WHEREFORE, the instant petition is hereby GRANTED. The decision of the Court of Appeals in CA-G.R. CV No. 46200 is hereby reversed. The order of the Regional Trial Court of Quezon City is REINSTATED and the complaint filed by TOPS TAXI, INC. is dismissed.

SO ORDERED.

Panganiban, (Chairman), Sandoval-Gutierrez, Carpio Morales and Garcia, JJ., concur.



[1] CA Decision dated March 16, 2000 in CA-G.R. CV No. 46200, penned by Associate Justice Oswaldo. D. Agcaoili, and concurred in by Associate Justices Ma. Alicia Austria-Martinez (now Associate Justice of the Supreme Court) and Wenceslao I. Agnir, Jr. of the Sixth Division; Rollo, pp. 25-36.

[2] CA Resolution dated July 25, 2000 (affirming the March 16, 2000 CA Decision) in CA-G.R. CV No. 46200, penned by Associate Justice Oswaldo. D. Agcaoili, and concurred in by Associate Justices Ma. Alicia Austria-Martinez (now Associate Justice of the Supreme Court) and Mercedes Gozo-Dadole of the Former Special Sixth Division; Rollo, p. 37.
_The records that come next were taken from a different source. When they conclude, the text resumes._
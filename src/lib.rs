pub mod config;
pub mod error;
pub mod grid;
pub mod model;
pub mod reachability;
pub mod sampler;
pub mod snapshot;
pub mod state_index;
pub mod transitions;

pub use error::GenerateError;
pub use grid::{Agent, Cell, Grid};
pub use reachability::is_reachable;
pub use sampler::{sample_maze, Maze, MazeLayout};
pub use state_index::StateIndexer;
pub use transitions::{format_transitions, transition_table, Action, Transition};
use clap::Parser;
use rand::rngs::StdRng;
use rand::SeedableRng;
use std::path::PathBuf;
use std::process;

use open_world_gen::config::Config;
use open_world_gen::model::{model_file_name, write_model};
use open_world_gen::sampler::sample_maze;
use open_world_gen::snapshot::MazeSnapshot;

/// Generate a random two-agent open-world maze and write it as a POMDP
/// model file
#[derive(Parser, Debug)]
#[command(version, about, long_about = None)]
struct Args {
    /// Grid rows (at least 4)
    rows: i32,

    /// Grid columns (at least 4)
    columns: i32,

    /// Number of wall cells to place
    obstacles: i32,

    /// Random seed for reproducible mazes
    #[arg(long)]
    seed: Option<u64>,

    /// Output directory (overrides config)
    #[arg(long)]
    output: Option<String>,

    /// Also write a JSON snapshot of the maze to this path
    #[arg(long)]
    snapshot: Option<String>,
}

fn main() {
    let args = Args::parse();
    let config = Config::load();

    let mut rng = match args.seed {
        Some(seed) => StdRng::seed_from_u64(seed),
        None => StdRng::from_entropy(),
    };

    let maze = match sample_maze(
        args.rows,
        args.columns,
        args.obstacles,
        config.sampler.max_attempts,
        &mut rng,
    ) {
        Ok(maze) => maze,
        Err(e) => {
            eprintln!("{}", e);
            process::exit(1);
        }
    };

    println!("{}\n", maze.grid.render_maze());

    let dir = args.output.unwrap_or(config.output.dir);
    let file_name = model_file_name(args.rows, args.columns, maze.obstacles.len() as i32);
    let path = PathBuf::from(dir).join(&file_name);

    if let Err(e) = write_model(&path, &maze, config.model.discount) {
        eprintln!("{}", e);
        process::exit(1);
    }
    println!("wrote {}", path.display());

    if let Some(snapshot_path) = args.snapshot {
        let snapshot = MazeSnapshot::from_maze(&maze);
        if let Err(e) = snapshot.save_to_file(&snapshot_path) {
            eprintln!("{}", e);
            process::exit(1);
        }
        println!("wrote {}", snapshot_path);
    }
}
[3] Dated March 8, 1994 and penned by Presiding Judge Juan G. Enriquez, Jr. of the Regional Trial Court of Quezon City, Branch 92; Rollo, pp. 63-64.

[4] Rollo, pp. 38-44.

[5] Id., p. 39.

[6] Id., p. 51.

[7] Id., p. 52.

[8] Id., p. 57.

[9] Id., p. 58.

[10] Id., pp. 41-44.

[11] Id., pp. 59-62.

[12] Id., pp. 25-36.

[13] Id., p. 37

[14] Id., pp. 19-20.

[15] Id., p. 150.

[16] Presidential Decree No. 1517, as quoted from Presidential Decrees and Other Documents, p. 57.

[17] Id.

[18] 213 Phil. 385 (1984).

[19] No. L-75287, 30 June 1987, 151 SCRA 703.